Burgos (España). – Una investigación identificó un marcador óseo asociado a la menstruación en restos humanos de los siglos XIV a XVIII, a través del análisis de un fémur en cuyo interior quedó registrado si el individuo pasó la primera regla, lo que constituye la primera vez que se consigue este tipo de evidencias en restos óseos.
El estudio, realizado por el Laboratorio de Evolución Humana de la Universidad de Burgos (norte de España) y que se publicó en la revista The Anatomical Record, analizó 75 fémures (46 infantiles y 29 adultos) de restos recuperados en el antiguo monasterio de San Pablo de Burgos, informó la universidad en nota de prensa.
Se utilizaron técnicas de tomografía computarizada (TAC), que permitieron constatar que el crecimiento del hueso en niñas y adolescentes cambia de forma radical con la llegada de la regla, de modo que el hueso de las mujeres empieza a crecer «desde dentro» en un movimiento conocido como contracción medular.
Así, la contracción medular se vuelve clave para determinar el paso de la menarquia, explicaron las investigadoras Julia Muñoz-Guarinos y Rebeca García González, autoras del artículo junto con Laura Rodríguez y José Miguel Carretero.
Los cambios hormonales y fisiológicos que provoca la menstruación hacen que el hueso se refuerce, se vuelva más compacto y reduzca el espacio interior, un “cambio sutil” que depende del momento del desarrollo y que es “un marcador muy preciso”, insistieron.
Este cambio se produce por efecto del aumento de estrógeno, pero no es uniforme en todas las partes del cuerpo, lo que explica por qué no se detectó hasta ahora, y que haya requerido de un enfoque específico de estudio de los huesos femeninos, que tampoco se había aplicado hasta el momento.
El análisis de la estructura interna del fémur permitió a las investigadoras determinar qué individuos habían atravesado ya la menstruación, además de confirmar que la edad media de la primera regla era en torno a los 15 años, más temprana de lo que se había planteado hasta ahora para poblaciones históricas.
Recordaron que la posibilidad de conocer mejor a qué edades se produce la menarquia no es solo un logro para la antropología y la biología, sino para los estudios sociales, pues en muchas sociedades a lo largo de la historia ha supuesto para las mujeres un nuevo estatus social.

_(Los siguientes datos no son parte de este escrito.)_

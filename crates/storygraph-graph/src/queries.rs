//! Read operations for the knowledge graph.

use std::collections::BTreeMap;

use neo4rs::query;

use storygraph_core::{PropertyValue, Relationship};

use crate::client::{GraphClient, GraphError};
use crate::sanitize;
use crate::store::{EdgeRecord, NodeRecord};

impl GraphClient {
    /// Look up an entity node by name.
    pub async fn find_entity(&self, name: &str) -> Result<Option<NodeRecord>, GraphError> {
        let q = query(
            "MATCH (n:Entity {name: $name})
             RETURN n.name AS name, n.label AS label, n.created_at AS created_at",
        )
        .param("name", name.to_string());

        Ok(self.query_one(q).await?.map(|row| NodeRecord {
            name: row.get("name").unwrap_or_default(),
            label: row.get("label").unwrap_or_default(),
            created_at: row.get("created_at").unwrap_or_default(),
        }))
    }

    /// Look up the edge keyed by (source, type, target).
    pub async fn find_edge(
        &self,
        source: &str,
        rel_type: &str,
        target: &str,
    ) -> Result<Option<EdgeRecord>, GraphError> {
        let rel_type = sanitize::rel_type(rel_type).value;
        let cypher = format!(
            "MATCH (a:Entity {{name: $source}})-[r:`{rel_type}`]->(b:Entity {{name: $target}})
             RETURN r.reasoning AS reasoning, r.context AS context, r.date AS date,
                    r.start_date AS start_date, r.end_date AS end_date,
                    r.source_files AS source_files,
                    r.created_at AS created_at, r.updated_at AS updated_at"
        );

        let q = query(&cypher)
            .param("source", source.to_string())
            .param("target", target.to_string());

        let Some(row) = self.query_one(q).await? else {
            return Ok(None);
        };

        let mut properties = BTreeMap::new();
        for key in Relationship::PROPERTY_KEYS {
            if let Ok(v) = row.get::<String>(key) {
                properties.insert(key.to_string(), PropertyValue::Text(v));
            }
        }

        Ok(Some(EdgeRecord {
            source: source.to_string(),
            target: target.to_string(),
            rel_type,
            properties,
            source_files: row.get("source_files").unwrap_or_default(),
            created_at: row.get("created_at").unwrap_or_default(),
            updated_at: row.get("updated_at").unwrap_or_default(),
        }))
    }

    /// Count entity nodes.
    pub async fn count_entities(&self) -> Result<i64, GraphError> {
        let q = query("MATCH (n:Entity) RETURN count(n) AS cnt");
        match self.query_one(q).await? {
            Some(row) => Ok(row.get::<i64>("cnt").unwrap_or(0)),
            None => Ok(0),
        }
    }

    /// Count edges between entity nodes.
    pub async fn count_relationships(&self) -> Result<i64, GraphError> {
        let q = query("MATCH (:Entity)-[r]->(:Entity) RETURN count(r) AS cnt");
        match self.query_one(q).await? {
            Some(row) => Ok(row.get::<i64>("cnt").unwrap_or(0)),
            None => Ok(0),
        }
    }
}
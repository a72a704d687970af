//! Write operations for the knowledge graph.
//!
//! All mutations use MERGE (upsert) semantics so that re-ingesting a
//! document is idempotent. Nodes are identified by `name` alone.

use std::collections::HashMap;

use chrono::Utc;
use neo4rs::{query, BoltType};

use storygraph_core::{EdgeProperties, PropertyValue};

use crate::client::{GraphClient, GraphError};
use crate::sanitize;
use crate::store::EdgeOutcome;

impl GraphClient {
    // ── Schema ───────────────────────────────────────────────────

    /// Create the uniqueness constraint backing node MERGE.
    pub async fn create_constraints(&self) -> Result<(), GraphError> {
        self.run(query(
            "CREATE CONSTRAINT entity_name_unique IF NOT EXISTS
             FOR (n:Entity) REQUIRE n.name IS UNIQUE",
        ))
        .await?;
        tracing::info!("Graph schema ensured");
        Ok(())
    }

    // ── Node Upserts ─────────────────────────────────────────────

    /// Merge an entity node. The label is applied only when the node is
    /// created; an existing node keeps whatever label it was created with.
    pub async fn merge_entity_node(&self, name: &str, label: &str) -> Result<(), GraphError> {
        let label = sanitize::label(label).value;
        let cypher = format!(
            "MERGE (n:Entity {{name: $name}})
             ON CREATE SET n:`{label}`, n.label = $label, n.created_at = $now"
        );

        let q = query(&cypher)
            .param("name", name.to_string())
            .param("label", label.clone())
            .param("now", Utc::now().to_rfc3339());

        self.run(q).await
    }

    // ── Edge Upserts ─────────────────────────────────────────────

    /// Merge the edge keyed by (source, type, target).
    ///
    /// Both endpoints must already exist; if either is missing the MATCH
    /// yields no row and [`GraphError::EndpointMissing`] is returned.
    pub async fn merge_edge(
        &self,
        source: &str,
        target: &str,
        rel_type: &str,
        properties: &EdgeProperties,
        source_id: Option<&str>,
    ) -> Result<EdgeOutcome, GraphError> {
        let rel_type = sanitize::rel_type(rel_type).value;
        // `updated_at` is written before `source_files` is read, so the
        // append runs under the relationship's write lock and concurrent
        // merges cannot drop each other's source ids.
        let cypher = format!(
            "MATCH (a:Entity {{name: $source}})
             MATCH (b:Entity {{name: $target}})
             MERGE (a)-[r:`{rel_type}`]->(b)
             ON CREATE SET r.created_at = $now
             SET r.updated_at = $now
             WITH r
             SET r.source_files = CASE
                 WHEN $source_id = '' OR $source_id IN coalesce(r.source_files, [])
                   THEN coalesce(r.source_files, [])
                 ELSE coalesce(r.source_files, []) + $source_id
               END
             SET r += $props
             RETURN r.created_at = $now AS created"
        );

        let q = query(&cypher)
            .param("source", source.to_string())
            .param("target", target.to_string())
            .param("source_id", opt_str(source_id))
            .param("props", bolt_props(properties))
            .param("now", Utc::now().to_rfc3339());

        match self.query_one(q).await? {
            Some(row) => {
                let created: bool = row
                    .get("created")
                    .map_err(|e| GraphError::Serialization(format!("created flag: {e}")))?;
                Ok(if created {
                    EdgeOutcome::Created
                } else {
                    EdgeOutcome::Merged
                })
            }
            None => Err(GraphError::EndpointMissing {
                start_node: source.to_string(),
                end_node: target.to_string(),
                rel_type,
            }),
        }
    }
}

/// Convert edge properties into a Bolt map for `SET r += $props`.
///
/// Nulls are left out so that they never erase a stored value.
fn bolt_props(properties: &EdgeProperties) -> HashMap<String, BoltType> {
    properties
        .iter()
        .filter_map(|(key, value)| {
            let bolt: BoltType = match value {
                PropertyValue::Null => return None,
                PropertyValue::Bool(b) => (*b).into(),
                PropertyValue::Integer(i) => (*i).into(),
                PropertyValue::Float(f) => (*f).into(),
                PropertyValue::Text(s) => s.clone().into(),
            };
            Some(((*key).to_string(), bolt))
        })
        .collect()
}

/// Empty string stands in for "no source document".
fn opt_str(opt: Option<&str>) -> String {
    opt.unwrap_or_default().to_string()
}
//! Configuration for the storygraph pipeline.
//!
//! Loaded from `storygraph.toml` and `STORYGRAPH__` environment variables
//! (`STORYGRAPH__NEO4J__URI`, `STORYGRAPH__INGEST__MAX_WORKERS`, ...).

use std::time::Duration;

use serde::Deserialize;

use storygraph_graph::GraphConfig;
use storygraph_registry::{MatchPolicy, SimilarityMetric, TieBreak};

/// Top-level settings file.
#[derive(Debug, Clone, Default, Deserialize)]
pub struct Settings {
    #[serde(default)]
    pub neo4j: GraphConfig,
    #[serde(default)]
    pub registry: RegistryConfig,
    #[serde(default)]
    pub ingest: IngestConfig,
}

impl Settings {
    /// Load `{file_prefix}.toml` (optional) overlaid with environment.
    pub fn load(file_prefix: &str) -> Result<Self, config::ConfigError> {
        config::Config::builder()
            .add_source(config::File::with_name(file_prefix).required(false))
            .add_source(
                config::Environment::with_prefix("STORYGRAPH")
                    .separator("__")
                    .try_parsing(true),
            )
            .build()?
            .try_deserialize()
    }
}

/// `[registry]` section.
#[derive(Debug, Clone, Deserialize)]
pub struct RegistryConfig {
    /// SQLite file holding canonical names.
    #[serde(default = "default_db_path")]
    pub db_path: String,

    /// Minimum fuzzy similarity for a match.
    #[serde(default = "default_threshold")]
    pub threshold: f64,

    #[serde(default)]
    pub metric: SimilarityMetric,

    #[serde(default)]
    pub tie_break: TieBreak,
}

impl RegistryConfig {
    pub fn policy(&self) -> MatchPolicy {
        MatchPolicy {
            threshold: self.threshold,
            metric: self.metric,
            tie_break: self.tie_break,
            ..MatchPolicy::default()
        }
    }
}

fn default_db_path() -> String {
    "entities.db".to_string()
}

fn default_threshold() -> f64 {
    storygraph_registry::matching::DEFAULT_THRESHOLD
}

impl Default for RegistryConfig {
    fn default() -> Self {
        Self {
            db_path: default_db_path(),
            threshold: default_threshold(),
            metric: SimilarityMetric::default(),
            tie_break: TieBreak::default(),
        }
    }
}

/// Which extraction backend the pipeline talks to.
#[derive(Debug, Clone, Copy, Default, Deserialize, PartialEq, Eq)]
#[serde(rename_all = "lowercase")]
pub enum BackendKind {
    /// JSON over HTTP to a text-generation service.
    #[default]
    Http,
    /// Pre-computed `<document>.kg.json` files next to each document.
    Sidecar,
}

/// `[ingest]` section.
#[derive(Debug, Clone, Deserialize)]
pub struct IngestConfig {
    /// Documents processed in parallel.
    #[serde(default = "default_max_workers")]
    pub max_workers: usize,

    /// Whole-document budget, extraction and merge included.
    #[serde(default = "default_document_timeout")]
    pub document_timeout_secs: u64,

    #[serde(default = "default_extraction_timeout")]
    pub extraction_timeout_secs: u64,

    /// Per graph-store call.
    #[serde(default = "default_graph_timeout")]
    pub graph_timeout_secs: u64,

    /// Directory for run journal storage.
    #[serde(default = "default_journal_dir")]
    pub journal_dir: String,

    #[serde(default)]
    pub backend: BackendKind,

    /// Extraction service URL for the HTTP backend.
    #[serde(default = "default_endpoint")]
    pub endpoint: String,
}

impl IngestConfig {
    pub fn document_timeout(&self) -> Duration {
        Duration::from_secs(self.document_timeout_secs)
    }

    pub fn extraction_timeout(&self) -> Duration {
        Duration::from_secs(self.extraction_timeout_secs)
    }

    pub fn graph_timeout(&self) -> Duration {
        Duration::from_secs(self.graph_timeout_secs)
    }
}

fn default_max_workers() -> usize {
    5
}

fn default_document_timeout() -> u64 {
    600
}

fn default_extraction_timeout() -> u64 {
    300
}

fn default_graph_timeout() -> u64 {
    30
}

fn default_journal_dir() -> String {
    "./journal".to_string()
}

fn default_endpoint() -> String {
    "http://localhost:8000/extract".to_string()
}

impl Default for IngestConfig {
    fn default() -> Self {
        Self {
            max_workers: default_max_workers(),
            document_timeout_secs: default_document_timeout(),
            extraction_timeout_secs: default_extraction_timeout(),
            graph_timeout_secs: default_graph_timeout(),
            journal_dir: default_journal_dir(),
            backend: BackendKind::default(),
            endpoint: default_endpoint(),
        }
    }
}
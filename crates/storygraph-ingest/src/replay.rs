//! Re-merge a journaled run without calling the extraction backend.

use std::sync::Arc;

use storygraph_graph::{MergeEngine, MergeReport};
use storygraph_journal::{JournalError, JournalStore, RunId, RunRecorder};
use storygraph_registry::NameRegistry;

#[derive(Debug, thiserror::Error)]
pub enum ReplayError {
    #[error(transparent)]
    Journal(#[from] JournalError),

    #[error("Run {0} never produced a fragment; the document must be re-ingested")]
    NothingToReplay(RunId),

    #[error("Registry worker for run {run_id} failed: {message}")]
    Worker { run_id: RunId, message: String },
}

/// Replay run `id` and journal the replay as a new run.
///
/// A run that stopped after its entities were merged only retries the
/// relationship phase. A run that never got past extraction resolution is
/// resolved against the registry first.
pub async fn replay_run(
    journal: &dyn JournalStore,
    registry: &Arc<NameRegistry>,
    engine: &MergeEngine,
    id: RunId,
) -> Result<MergeReport, ReplayError> {
    let run = journal.get(id)?;
    let mut recorder = RunRecorder::new(run.document_id.clone());
    recorder.set_context(run.context.clone());

    let resolved = match (&run.resolved, &run.extracted) {
        (Some(resolved), _) => resolved.clone(),
        (None, Some(extracted)) => {
            recorder.record_extracted(extracted);
            let registry = Arc::clone(registry);
            let extracted = extracted.clone();
            tokio::task::spawn_blocking(move || registry.merge_fragment(&extracted))
                .await
                .map_err(|e| ReplayError::Worker {
                    run_id: id,
                    message: e.to_string(),
                })?
        }
        (None, None) => return Err(ReplayError::NothingToReplay(id)),
    };
    recorder.record_resolved(&resolved);

    let source_id = run.document_id.as_str();
    let edges_only = run.resolved.is_some() && run.phase.can_retry_edges();
    tracing::info!(
        document_id = %source_id,
        run_id = %id,
        edges_only,
        "Replaying journaled run"
    );

    let report = if edges_only {
        engine.merge_relationships(&resolved, Some(source_id)).await
    } else {
        engine.merge(&resolved, Some(source_id)).await
    };
    recorder.set_phase(report.phase);
    recorder.record_report(&report);

    let replayed = if report.is_done() {
        recorder.finish_succeeded()
    } else {
        recorder.finish_failed(format!("replay of run {id} stopped in phase {:?}", report.phase))
    }
    .map_err(JournalError::from)?;
    journal.save(&replayed)?;

    Ok(report)
}
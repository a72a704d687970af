//! Name matching policy.
//!
//! Resolution tries, in order:
//! 1. exact match on the normalized key;
//! 2. token-subset match in either direction ("Путина" names the same
//!    person as "владимира путина"), guarded by a minimum length so that
//!    short tokens never swallow unrelated names;
//! 3. the best fuzzy similarity ratio at or above the threshold.
//!
//! A subset hit always outranks a fuzzy hit, however high the fuzzy score.

use serde::{Deserialize, Serialize};
use similar::TextDiff;

use crate::normalize::{char_len, tokens};

/// The shorter of two subset-matched names must be longer than this.
pub const MIN_SUBSET_LEN: usize = 3;

/// Default fuzzy similarity threshold.
pub const DEFAULT_THRESHOLD: f64 = 0.8;

/// String similarity used for the fuzzy stage. All return a ratio in 0..=1.
#[derive(Debug, Clone, Copy, Default, PartialEq, Eq, Serialize, Deserialize)]
#[serde(rename_all = "snake_case")]
pub enum SimilarityMetric {
    /// `2 * matched / total` over the char-level diff of both names, the
    /// ratio `0.8` is calibrated against. Transposed letters cost one match
    /// instead of two edits.
    #[default]
    SequenceRatio,
    /// Normalized Levenshtein distance over chars.
    Levenshtein,
    JaroWinkler,
    SorensenDice,
}

impl SimilarityMetric {
    pub fn ratio(self, a: &str, b: &str) -> f64 {
        match self {
            Self::SequenceRatio => f64::from(TextDiff::from_chars(a, b).ratio()),
            Self::Levenshtein => strsim::normalized_levenshtein(a, b),
            Self::JaroWinkler => strsim::jaro_winkler(a, b),
            Self::SorensenDice => strsim::sorensen_dice(a, b),
        }
    }
}

/// Which entry wins when several score the same fuzzy ratio.
#[derive(Debug, Clone, Copy, Default, PartialEq, Eq, Serialize, Deserialize)]
#[serde(rename_all = "snake_case")]
pub enum TieBreak {
    /// The entry registered first.
    #[default]
    FirstInserted,
    /// The entry registered most recently.
    LastInserted,
    /// The lexicographically smallest key; independent of insertion order.
    Lexicographic,
}

#[derive(Debug, Clone, Copy, PartialEq, Serialize, Deserialize)]
pub struct MatchPolicy {
    #[serde(default = "default_threshold")]
    pub threshold: f64,
    #[serde(default)]
    pub metric: SimilarityMetric,
    #[serde(default)]
    pub tie_break: TieBreak,
    #[serde(default = "default_min_subset_len")]
    pub min_subset_len: usize,
}

fn default_threshold() -> f64 {
    DEFAULT_THRESHOLD
}

fn default_min_subset_len() -> usize {
    MIN_SUBSET_LEN
}

impl Default for MatchPolicy {
    fn default() -> Self {
        Self {
            threshold: DEFAULT_THRESHOLD,
            metric: SimilarityMetric::default(),
            tie_break: TieBreak::default(),
            min_subset_len: MIN_SUBSET_LEN,
        }
    }
}

/// How a query name matched a registry entry.
#[derive(Debug, Clone, Copy, PartialEq)]
pub enum MatchKind {
    Exact,
    Subset,
    Fuzzy(f64),
}

/// Find the registry entry a normalized query refers to.
///
/// `candidates` must be normalized keys in insertion order. Returns the
/// index of the winning candidate.
pub fn find_match<S: AsRef<str>>(
    query: &str,
    candidates: &[S],
    threshold: f64,
    policy: &MatchPolicy,
) -> Option<(usize, MatchKind)> {
    if query.is_empty() {
        return None;
    }

    if let Some(idx) = candidates.iter().position(|c| c.as_ref() == query) {
        return Some((idx, MatchKind::Exact));
    }

    if let Some(idx) = candidates
        .iter()
        .position(|c| is_subset_match(query, c.as_ref(), policy.min_subset_len))
    {
        return Some((idx, MatchKind::Subset));
    }

    best_fuzzy(query, candidates, threshold, policy)
        .map(|(idx, score)| (idx, MatchKind::Fuzzy(score)))
}

/// True when the token set of one name contains the other's and the shorter
/// name is long enough to be meaningful.
pub fn is_subset_match(a: &str, b: &str, min_len: usize) -> bool {
    let shorter = char_len(trim_punctuation(a)).min(char_len(trim_punctuation(b)));
    if shorter <= min_len {
        return false;
    }
    let ta = tokens(a);
    let tb = tokens(b);
    if ta.is_empty() || tb.is_empty() {
        return false;
    }
    ta.is_subset(&tb) || tb.is_subset(&ta)
}

fn trim_punctuation(name: &str) -> &str {
    name.trim_matches(|c: char| !c.is_alphanumeric())
}

fn best_fuzzy<S: AsRef<str>>(
    query: &str,
    candidates: &[S],
    threshold: f64,
    policy: &MatchPolicy,
) -> Option<(usize, f64)> {
    let mut best: Option<(usize, f64)> = None;

    for (idx, candidate) in candidates.iter().enumerate() {
        let score = policy.metric.ratio(query, candidate.as_ref());
        if score < threshold {
            continue;
        }
        best = match best {
            None => Some((idx, score)),
            Some((_, top)) if score > top + f64::EPSILON => Some((idx, score)),
            Some((cur, top)) if (score - top).abs() <= f64::EPSILON => {
                let replace = match policy.tie_break {
                    TieBreak::FirstInserted => false,
                    TieBreak::LastInserted => true,
                    TieBreak::Lexicographic => candidate.as_ref() < candidates[cur].as_ref(),
                };
                if replace {
                    Some((idx, score))
                } else {
                    Some((cur, top))
                }
            }
            keep => keep,
        };
    }

    best
}

#[cfg(test)]
mod tests {
    use super::*;

    fn policy() -> MatchPolicy {
        MatchPolicy::default()
    }

    #[test]
    fn test_exact_wins() {
        let reg = ["владимир путин", "путин"];
        assert_eq!(
            find_match("путин", &reg, 0.8, &policy()),
            Some((1, MatchKind::Exact))
        );
    }

    #[test]
    fn test_subset_surname_implies_full_name() {
        let reg = ["владимира путина"];
        assert_eq!(
            find_match("путина", &reg, 0.8, &policy()),
            Some((0, MatchKind::Subset))
        );
    }

    #[test]
    fn test_subset_both_directions() {
        let reg = ["лукашенко"];
        assert_eq!(
            find_match("александр лукашенко", &reg, 0.8, &policy()),
            Some((0, MatchKind::Subset))
        );
    }

    #[test]
    fn test_subset_length_guard() {
        // "ес" is too short to imply "ес россия".
        assert!(!is_subset_match("ес", "ес россия", MIN_SUBSET_LEN));
        // Exactly at the guard is still rejected.
        assert!(!is_subset_match("оон", "оон женева", MIN_SUBSET_LEN));
        assert!(is_subset_match("нато", "нато брюссель", MIN_SUBSET_LEN));
    }

    #[test]
    fn test_subset_length_guard_ignores_quotes() {
        assert!(!is_subset_match("«ес»", "ес россия", MIN_SUBSET_LEN));
        assert!(!is_subset_match("\"оон\",", "оон женева", MIN_SUBSET_LEN));
        assert!(is_subset_match("«нато»", "нато брюссель", MIN_SUBSET_LEN));
    }

    #[test]
    fn test_subset_outranks_fuzzy() {
        // "путинa" (latin a) is a near-perfect fuzzy hit for the first entry,
        // but the second entry is a token superset of the query.
        let reg = ["путинa", "владимир путин"];
        assert_eq!(
            find_match("путин", &reg, 0.5, &policy()),
            Some((1, MatchKind::Subset))
        );
    }

    #[test]
    fn test_fuzzy_above_threshold() {
        let reg = ["gazprom"];
        // One substitution in seven chars: ratio ~0.857.
        match find_match("gazpron", &reg, 0.8, &policy()) {
            Some((0, MatchKind::Fuzzy(score))) => assert!(score >= 0.8),
            other => panic!("unexpected match: {other:?}"),
        }
        assert_eq!(find_match("rosneft", &reg, 0.8, &policy()), None);
    }

    #[test]
    fn test_fuzzy_transposed_letters() {
        // Two adjacent letters swapped: 16/18 and 12/14 under the default
        // metric, while normalized Levenshtein counts two edits.
        let reg = ["лукашенко", "газпром"];
        assert_eq!(
            find_match("лукашекно", &reg, 0.8, &policy()).map(|m| m.0),
            Some(0)
        );
        assert_eq!(
            find_match("газпорм", &reg, 0.8, &policy()).map(|m| m.0),
            Some(1)
        );

        let levenshtein = MatchPolicy {
            metric: SimilarityMetric::Levenshtein,
            ..policy()
        };
        assert_eq!(find_match("лукашекно", &reg, 0.8, &levenshtein), None);
    }

    #[test]
    fn test_fuzzy_tie_break_policies() {
        // Both candidates are one substitution away from the query.
        let reg = ["abcdx", "abcdy"];
        let query = "abcdz";

        let first = find_match(query, &reg, 0.7, &policy());
        assert_eq!(first.map(|m| m.0), Some(0));

        let last = MatchPolicy {
            tie_break: TieBreak::LastInserted,
            ..policy()
        };
        assert_eq!(find_match(query, &reg, 0.7, &last).map(|m| m.0), Some(1));

        let reversed = ["abcdy", "abcdx"];
        let lexi = MatchPolicy {
            tie_break: TieBreak::Lexicographic,
            ..policy()
        };
        assert_eq!(
            find_match(query, &reversed, 0.7, &lexi).map(|m| m.0),
            Some(1)
        );
    }

    #[test]
    fn test_empty_query_never_matches() {
        assert_eq!(find_match("", &["a"], 0.0, &policy()), None);
    }

    #[test]
    fn test_metrics_range() {
        for metric in [
            SimilarityMetric::SequenceRatio,
            SimilarityMetric::Levenshtein,
            SimilarityMetric::JaroWinkler,
            SimilarityMetric::SorensenDice,
        ] {
            let r = metric.ratio("минск", "минска");
            assert!((0.0..=1.0).contains(&r));
            assert!((metric.ratio("минск", "минск") - 1.0).abs() < f64::EPSILON);
        }
    }
}
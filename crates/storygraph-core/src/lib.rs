//! storygraph-core: Shared data model for the storygraph pipeline.
//!
//! This crate provides the types exchanged between the pipeline stages:
//! - Extracted entities and relationships, grouped into a [`KgFragment`]
//! - Document identifiers used as edge provenance
//! - The per-document merge phase state machine
//! - Fragment validation errors

pub mod error;
pub mod phase;
pub mod types;

pub use error::CoreError;
pub use phase::MergePhase;
pub use types::{
    DocumentId, EdgeProperties, Entity, EntityLabel, KgFragment, PropertyValue, Relationship,
};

Así, la llegada de la menstruación suele suponer un cambio “en sus expectativas vitales y, en algunos contextos, en su exposición al matrimonio y a la maternidad temprana”.
Además, la llegada de la menarquia no está determinada únicamente por la edad, sino que en ella influyen la nutrición, la genética, la salud durante la infancia y la actividad física; por tanto, da mucha información sobre el contexto social y de crecimiento de la niña y de cuáles han sido sus factores ambientales.